◆ TRY IT
Lines of the data that contain the word "Stopped" are the ones to copy.

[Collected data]
+ + + + +

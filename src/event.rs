// This file is part of vlfdcore, the device-interaction core for programming and clock-driving VLFD lab FPGA boards.
//
// Copyright 2025 The vlfdcore Authors
//
// SPDX-License-Identifier: GPL-3.0-only
//
// vlfdcore is free software: you can redistribute it and/or modify it under the terms of the GNU General Public License version 3, as published by the Free Software Foundation.
//
// vlfdcore is distributed in the hope that it will be useful, but WITHOUT ANY WARRANTY; without even the implied warranties of MERCHANTABILITY, SATISFACTORY QUALITY, or FITNESS FOR A PARTICULAR PURPOSE.  See the GNU General Public License for more details.
//
// You should have received a copy of the GNU General Public License along with this program.  If not, see http://www.gnu.org/licenses/.

//! Events and device state published by the core.
//!
//! The core never calls back into its embedder. Everything that happens
//! asynchronously - programming completion, run start/stop, per-tick
//! transactions - is delivered as a [`DeviceEvent`] on an event channel.
//! The device facade tags each event with the [`DeviceState`] the event
//! transitioned the device into, producing a [`DeviceNotification`].

use crate::transport::Word;
use std::fmt;

/// The durable state of the device, owned exclusively by the facade.
///
/// Reachability rules: `Programming` only from `Unprogrammed` or
/// `ProgramFailed`; `Running` only from `Programmed` or `Stopped`.
#[derive(Debug, Clone, Copy, PartialEq, Eq)]
pub enum DeviceState {
    Unprogrammed,
    Programming,
    Programmed,
    ProgramFailed,
    Running,
    Stopped,
}

impl fmt::Display for DeviceState {
    fn fmt(&self, f: &mut fmt::Formatter<'_>) -> fmt::Result {
        let s = match self {
            DeviceState::Unprogrammed => "unprogrammed",
            DeviceState::Programming => "programming",
            DeviceState::Programmed => "programmed",
            DeviceState::ProgramFailed => "program failed",
            DeviceState::Running => "running",
            DeviceState::Stopped => "stopped",
        };
        write!(f, "{s}")
    }
}

/// An asynchronous notification from one of the two sub-controllers.
///
/// Events are delivered in the order the underlying operations complete.
#[derive(Debug, Clone, PartialEq, Eq)]
pub enum DeviceEvent {
    /// A bitstream transfer finished and the FPGA is configured.
    ProgramSucceeded,
    /// A bitstream transfer failed; the message names the cause.
    ProgramFailed { message: String },
    /// The run loop has begun ticking.
    Started,
    /// The run loop has terminated; no further transactions will be issued.
    Stopped,
    /// One tick completed: `write_word` was sent and `read_word` came back
    /// in the same physical exchange.
    TransactionReady { write_word: Word, read_word: Word },
    /// One tick's transaction failed. Non-fatal unless the run also stops.
    TransactionError { message: String },
    /// Fired ahead of a tick so a collaborator can supply fresh write data.
    /// Ignoring it is fine; the previous word is reused.
    WriteWordRequested,
}

/// A [`DeviceEvent`] tagged with the [`DeviceState`] in effect after the
/// facade applied the event's transition.
#[derive(Debug, Clone, PartialEq, Eq)]
pub struct DeviceNotification {
    pub event: DeviceEvent,
    pub state: DeviceState,
}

+ + + + +

◆ THE COMPLETED TASK
/// `ProgramFailed`; `Running` only from `Programmed` or `Stopped`.
    Stopped,
            DeviceState::Stopped => "stopped",
    Stopped,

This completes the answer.